Cerberus manage other people’s money, so the “real” owners of the debt will be Cerberus’ ultimate investors. We’ve got no idea who they are, but the following things are almost certainly true:
(1) All (or the vast majority) of those ultimate investors will be people in real jurisdictions who will pay tax locally on the loan, or pension funds etc;
(2) All (or the vast majority) of those investors would be eligible for a 0% rate if they held the debt directly;
(3) The use of an Irish/Dutch holding platform therefore doesn’t reduce UK tax;
(4) What it does do is introduce a single taxpayer who can make a single tax filing on behalf of all investors. Otherwise, every single investor would have to write to HMRC in respect of every single loan they held. Which would be an administrative nightmare.
I usually agree with everything Jolyon says regarding the Treasury’s attempts to cook the books to make the deficit look lower that it really is. But on this occasion, I see no issue. To my eyes, the Government sold the portfolio to the highest bidder, which is the right way to get the maximum return for the government, and which is consistent with standard Government policy.
That is a much better argued version of the point I tried to make above.
I would add that most funds of this type have a mandate to lend or buy loans in multiple jurisdictions, typically the main economies of the EU. This compounds the administrative problem since the investor would have to deal with the tax authorities in every country in which the fund chooses to make a loan. This is not a prospect that is relished by most investors.
The reality is that to allow this kind of investment in Europe we need structures that allow returns to be channelled to investors without suffering withholding. Generally governments are keen to encourage the ‘monstrous multi-headed dogs’ at the moment because they help to fill the gap left by retreating banks.
You’re looking at it mostly from the perspective of the fundd. But even assuming all of this to be so it still leaves intact the point that, from the perspective of UK taxpayers, a counterfactual where the loanbook is onshore is preferable and you’d want to account for its loss offshore in working out whether there is a ‘gain’ and if so its size.
That is essentially a protectionist argument.

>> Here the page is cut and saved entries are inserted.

//! # Property Kinds
//!
//! `PropertyKind` is the single definition of what a property node can be.
//! Every `match` on it is exhaustive, so adding a kind forces every
//! consumer (defaulting, validation, schema-type mapping) to handle it.
//!
//! A provider can override the declared kind of a node (`new_type`); the
//! override is folded into the node's resolved kind during default
//! resolution and all membership tests go through the resolved kind.

use std::str::FromStr;

use serde::{Deserialize, Serialize};

use crate::error::SchemaError;

/// The kind of a property node.
#[derive(Debug, Clone, Copy, PartialEq, Eq, Hash, Serialize, Deserialize)]
pub enum PropertyKind {
    String,
    Integer,
    Double,
    Boolean,
    Time,
    Enum,
    /// Server-assigned token used for optimistic-concurrency updates.
    Fingerprint,
    /// Ordered list of `item_type`.
    Array,
    /// Keyed set of `value_type` objects.
    Map,
    /// Structured object with child `properties`.
    NestedObject,
    /// Reference to another resource of the same product.
    ResourceRef,
    KeyValuePairs,
    /// The `labels` field of a resource.
    KeyValueLabels,
    /// The `annotations` field of a resource.
    KeyValueAnnotations,
    /// Labels as seen by configuration, merged with provider defaults.
    KeyValueTerraformLabels,
    /// Labels or annotations as present on the server.
    KeyValueEffectiveLabels,
}

impl PropertyKind {
    /// Returns every kind in declaration order.
    pub fn all() -> &'static [PropertyKind] {
        &[
            Self::String,
            Self::Integer,
            Self::Double,
            Self::Boolean,
            Self::Time,
            Self::Enum,
            Self::Fingerprint,
            Self::Array,
            Self::Map,
            Self::NestedObject,
            Self::ResourceRef,
            Self::KeyValuePairs,
            Self::KeyValueLabels,
            Self::KeyValueAnnotations,
            Self::KeyValueTerraformLabels,
            Self::KeyValueEffectiveLabels,
        ]
    }

    /// The name used for this kind in declarations.
    pub fn as_str(&self) -> &'static str {
        match self {
            Self::String => "String",
            Self::Integer => "Integer",
            Self::Double => "Double",
            Self::Boolean => "Boolean",
            Self::Time => "Time",
            Self::Enum => "Enum",
            Self::Fingerprint => "Fingerprint",
            Self::Array => "Array",
            Self::Map => "Map",
            Self::NestedObject => "NestedObject",
            Self::ResourceRef => "ResourceRef",
            Self::KeyValuePairs => "KeyValuePairs",
            Self::KeyValueLabels => "KeyValueLabels",
            Self::KeyValueAnnotations => "KeyValueAnnotations",
            Self::KeyValueTerraformLabels => "KeyValueTerraformLabels",
            Self::KeyValueEffectiveLabels => "KeyValueEffectiveLabels",
        }
    }

    /// Whether this kind holds a single scalar value.
    pub fn is_primitive(&self) -> bool {
        matches!(
            self,
            Self::String
                | Self::Integer
                | Self::Double
                | Self::Boolean
                | Self::Time
                | Self::Enum
                | Self::Fingerprint
        )
    }

    /// Whether this kind is one of the string-to-string map variants.
    pub fn is_key_value(&self) -> bool {
        matches!(
            self,
            Self::KeyValuePairs
                | Self::KeyValueLabels
                | Self::KeyValueAnnotations
                | Self::KeyValueTerraformLabels
                | Self::KeyValueEffectiveLabels
        )
    }

    /// The schema representation emitted for a node of this kind.
    pub fn schema_type(&self) -> SchemaType {
        match self {
            Self::Boolean => SchemaType::Bool,
            Self::Double => SchemaType::Float,
            Self::Integer => SchemaType::Int,
            Self::String
            | Self::Time
            | Self::Enum
            | Self::ResourceRef
            | Self::Fingerprint => SchemaType::String,
            Self::NestedObject | Self::Array => SchemaType::List,
            Self::KeyValuePairs
            | Self::KeyValueLabels
            | Self::KeyValueAnnotations
            | Self::KeyValueTerraformLabels
            | Self::KeyValueEffectiveLabels => SchemaType::Map,
            Self::Map => SchemaType::Set,
        }
    }
}

impl std::fmt::Display for PropertyKind {
    fn fmt(&self, f: &mut std::fmt::Formatter<'_>) -> std::fmt::Result {
        f.write_str(self.as_str())
    }
}

impl FromStr for PropertyKind {
    type Err = SchemaError;

    fn from_str(s: &str) -> Result<Self, Self::Err> {
        Self::all()
            .iter()
            .copied()
            .find(|kind| kind.as_str() == s)
            .ok_or_else(|| SchemaError::UnknownKind(s.to_string()))
    }
}

/// Schema representation tag consumed by the code-emission templates.
#[derive(Debug, Clone, Copy, PartialEq, Eq, Hash, Serialize, Deserialize)]
pub enum SchemaType {
    Bool,
    Float,
    Int,
    String,
    List,
    Map,
    Set,
}

impl SchemaType {
    /// The identifier emitted into generated schema code.
    pub fn as_str(&self) -> &'static str {
        match self {
            Self::Bool => "schema.TypeBool",
            Self::Float => "schema.TypeFloat",
            Self::Int => "schema.TypeInt",
            Self::String => "schema.TypeString",
            Self::List => "schema.TypeList",
            Self::Map => "schema.TypeMap",
            Self::Set => "schema.TypeSet",
        }
    }
}

impl std::fmt::Display for SchemaType {
    fn fmt(&self, f: &mut std::fmt::Formatter<'_>) -> std::fmt::Result {
        f.write_str(self.as_str())
    }
}

#[cfg(test)]
mod tests {
    use super::*;

    #[test]
    fn test_as_str_roundtrip() {
        for kind in PropertyKind::all() {
            let parsed: PropertyKind = kind.as_str().parse().unwrap();
            assert_eq!(*kind, parsed);
        }
    }

    #[test]
    fn test_from_str_rejects_unknown_and_empty() {
        assert!(matches!(
            "Object".parse::<PropertyKind>(),
            Err(SchemaError::UnknownKind(_))
        ));
        assert!("".parse::<PropertyKind>().is_err());
        assert!("string".parse::<PropertyKind>().is_err());
    }

    #[test]
    fn test_serde_matches_as_str() {
        for kind in PropertyKind::all() {
            let json = serde_json::to_string(kind).unwrap();
            assert_eq!(json, format!("\"{}\"", kind.as_str()));
        }
    }

    #[test]
    fn test_schema_type_mapping() {
        assert_eq!(PropertyKind::Boolean.schema_type(), SchemaType::Bool);
        assert_eq!(PropertyKind::Double.schema_type(), SchemaType::Float);
        assert_eq!(PropertyKind::Integer.schema_type(), SchemaType::Int);
        assert_eq!(PropertyKind::Fingerprint.schema_type(), SchemaType::String);
        assert_eq!(PropertyKind::ResourceRef.schema_type(), SchemaType::String);
        assert_eq!(PropertyKind::NestedObject.schema_type(), SchemaType::List);
        assert_eq!(PropertyKind::Array.schema_type(), SchemaType::List);
        assert_eq!(PropertyKind::Map.schema_type(), SchemaType::Set);
        for kind in PropertyKind::all().iter().filter(|k| k.is_key_value()) {
            assert_eq!(kind.schema_type(), SchemaType::Map, "{kind}");
        }
    }

    #[test]
    fn test_schema_type_strings() {
        assert_eq!(SchemaType::Bool.to_string(), "schema.TypeBool");
        assert_eq!(SchemaType::Set.to_string(), "schema.TypeSet");
    }

    #[test]
    fn test_primitive_and_key_value_are_disjoint() {
        for kind in PropertyKind::all() {
            assert!(!(kind.is_primitive() && kind.is_key_value()), "{kind}");
        }
    }
}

No it isn’t. It’s about getting value for money for the taxpayer.
Your counterfactual sounds like British loans for British taxpayers to me. Free trade and the free movement of capital have similar advantages for those who participate. Remember the UK also has capital that it needs to invest abroad.
And besides in many cases the benefit of these structures is largely administrative. Many investors who could in theory claim tax back from the UK, France, Germany, Sweden, Spain etc through double tax treaties do not have the resources or willingness to do so. Discouraging these investors is detrimental to the countries that would otherwise receive the investment.
Of course this is a complex issue, but the main beef I have with your post is that it oversimplifies. ‘Monstrous multi-headed dog’ is a cheap shot.